### What is required
Go from the first line below to the one with "PathBuf, reason: String" and print each line exactly.

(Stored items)

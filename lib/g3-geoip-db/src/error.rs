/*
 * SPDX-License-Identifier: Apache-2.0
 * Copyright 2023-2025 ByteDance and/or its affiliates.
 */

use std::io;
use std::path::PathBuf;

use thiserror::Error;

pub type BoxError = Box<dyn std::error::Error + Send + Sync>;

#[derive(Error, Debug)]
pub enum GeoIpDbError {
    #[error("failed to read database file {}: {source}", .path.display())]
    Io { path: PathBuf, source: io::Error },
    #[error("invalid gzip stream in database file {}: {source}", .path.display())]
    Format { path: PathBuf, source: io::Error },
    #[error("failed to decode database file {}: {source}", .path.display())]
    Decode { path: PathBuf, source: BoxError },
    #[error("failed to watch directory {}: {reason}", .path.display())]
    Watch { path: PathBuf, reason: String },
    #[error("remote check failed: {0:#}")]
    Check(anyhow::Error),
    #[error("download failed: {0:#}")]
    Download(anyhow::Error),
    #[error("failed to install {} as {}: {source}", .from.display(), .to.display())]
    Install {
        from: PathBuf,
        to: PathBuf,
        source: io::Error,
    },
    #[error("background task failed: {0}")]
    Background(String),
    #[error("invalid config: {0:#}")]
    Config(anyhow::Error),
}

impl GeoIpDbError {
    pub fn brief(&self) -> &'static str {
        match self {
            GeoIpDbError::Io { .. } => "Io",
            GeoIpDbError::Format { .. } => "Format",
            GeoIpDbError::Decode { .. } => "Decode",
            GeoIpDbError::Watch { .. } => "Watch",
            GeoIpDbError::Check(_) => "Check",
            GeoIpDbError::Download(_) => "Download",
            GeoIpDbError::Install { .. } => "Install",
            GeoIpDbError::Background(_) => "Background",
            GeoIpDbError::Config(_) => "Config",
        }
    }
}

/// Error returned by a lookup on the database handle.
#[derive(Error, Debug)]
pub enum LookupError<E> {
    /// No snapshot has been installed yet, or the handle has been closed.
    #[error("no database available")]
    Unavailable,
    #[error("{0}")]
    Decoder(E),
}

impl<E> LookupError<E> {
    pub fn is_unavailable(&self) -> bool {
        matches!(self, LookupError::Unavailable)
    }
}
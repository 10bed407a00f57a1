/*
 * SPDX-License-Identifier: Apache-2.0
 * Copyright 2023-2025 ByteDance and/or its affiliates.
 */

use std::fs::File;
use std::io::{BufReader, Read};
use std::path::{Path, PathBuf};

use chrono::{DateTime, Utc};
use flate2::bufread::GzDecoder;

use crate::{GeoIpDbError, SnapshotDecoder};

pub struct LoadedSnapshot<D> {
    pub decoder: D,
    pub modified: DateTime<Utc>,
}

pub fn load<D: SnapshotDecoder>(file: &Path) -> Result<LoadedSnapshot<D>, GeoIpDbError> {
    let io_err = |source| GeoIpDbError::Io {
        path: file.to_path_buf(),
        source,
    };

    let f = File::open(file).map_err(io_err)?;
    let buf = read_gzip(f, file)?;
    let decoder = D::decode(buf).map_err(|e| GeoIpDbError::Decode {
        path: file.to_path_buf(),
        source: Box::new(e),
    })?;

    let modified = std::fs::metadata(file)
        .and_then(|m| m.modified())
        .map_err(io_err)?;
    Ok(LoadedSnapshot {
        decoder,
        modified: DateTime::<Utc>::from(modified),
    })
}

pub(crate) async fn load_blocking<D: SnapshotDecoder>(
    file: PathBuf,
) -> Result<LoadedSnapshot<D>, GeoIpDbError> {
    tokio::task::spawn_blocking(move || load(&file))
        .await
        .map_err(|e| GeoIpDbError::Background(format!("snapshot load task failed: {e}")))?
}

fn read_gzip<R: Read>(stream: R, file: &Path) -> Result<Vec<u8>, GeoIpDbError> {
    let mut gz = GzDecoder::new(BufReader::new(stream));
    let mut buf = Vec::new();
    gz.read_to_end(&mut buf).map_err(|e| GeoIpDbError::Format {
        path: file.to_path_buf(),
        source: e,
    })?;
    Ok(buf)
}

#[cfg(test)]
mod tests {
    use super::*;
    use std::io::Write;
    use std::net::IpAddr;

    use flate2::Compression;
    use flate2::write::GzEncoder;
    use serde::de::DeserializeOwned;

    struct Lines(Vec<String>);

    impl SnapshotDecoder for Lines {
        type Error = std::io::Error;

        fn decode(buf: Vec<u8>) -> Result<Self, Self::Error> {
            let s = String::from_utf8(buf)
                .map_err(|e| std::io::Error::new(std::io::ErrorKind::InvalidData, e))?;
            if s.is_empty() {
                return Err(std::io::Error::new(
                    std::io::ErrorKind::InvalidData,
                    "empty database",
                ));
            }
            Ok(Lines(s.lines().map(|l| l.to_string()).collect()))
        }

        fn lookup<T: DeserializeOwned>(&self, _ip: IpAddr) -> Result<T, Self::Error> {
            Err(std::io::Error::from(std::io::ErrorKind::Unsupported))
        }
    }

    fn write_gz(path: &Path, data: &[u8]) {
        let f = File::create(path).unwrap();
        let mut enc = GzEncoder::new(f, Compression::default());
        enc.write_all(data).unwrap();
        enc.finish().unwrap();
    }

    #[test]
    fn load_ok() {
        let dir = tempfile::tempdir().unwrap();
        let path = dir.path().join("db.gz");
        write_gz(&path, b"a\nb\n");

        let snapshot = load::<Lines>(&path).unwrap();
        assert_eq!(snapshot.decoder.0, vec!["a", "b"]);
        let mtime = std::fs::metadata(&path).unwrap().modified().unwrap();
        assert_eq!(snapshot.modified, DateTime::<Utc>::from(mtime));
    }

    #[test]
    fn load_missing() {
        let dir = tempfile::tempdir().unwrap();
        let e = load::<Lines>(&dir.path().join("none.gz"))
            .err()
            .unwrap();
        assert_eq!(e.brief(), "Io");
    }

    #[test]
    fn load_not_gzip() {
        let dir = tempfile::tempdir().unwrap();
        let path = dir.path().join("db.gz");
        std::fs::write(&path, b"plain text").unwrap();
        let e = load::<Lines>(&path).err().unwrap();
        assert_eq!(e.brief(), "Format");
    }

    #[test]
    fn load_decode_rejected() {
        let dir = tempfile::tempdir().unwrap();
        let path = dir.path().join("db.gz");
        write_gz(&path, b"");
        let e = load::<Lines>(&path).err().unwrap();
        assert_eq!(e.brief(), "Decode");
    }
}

### Solution to this task
filename lib/g3-geoip-db/src/error.rs
/*
 * SPDX-License-Identifier: Apache-2.0
 * Copyright 2023-2025 ByteDance and/or its affiliates.
 */

use std::io;
use std::path::PathBuf;

use thiserror::Error;

pub type BoxError = Box<dyn std::error::Error + Send + Sync>;

#[derive(Error, Debug)]
pub enum GeoIpDbError {
    #[error("failed to read database file {}: {source}", .path.display())]
    Io { path: PathBuf, source: io::Error },
    #[error("invalid gzip stream in database file {}: {source}", .path.display())]
    Format { path: PathBuf, source: io::Error },
    #[error("failed to decode database file {}: {source}", .path.display())]
    Decode { path: PathBuf, source: BoxError },
    #[error("failed to watch directory {}: {reason}", .path.display())]
    Watch { path: PathBuf, reason: String },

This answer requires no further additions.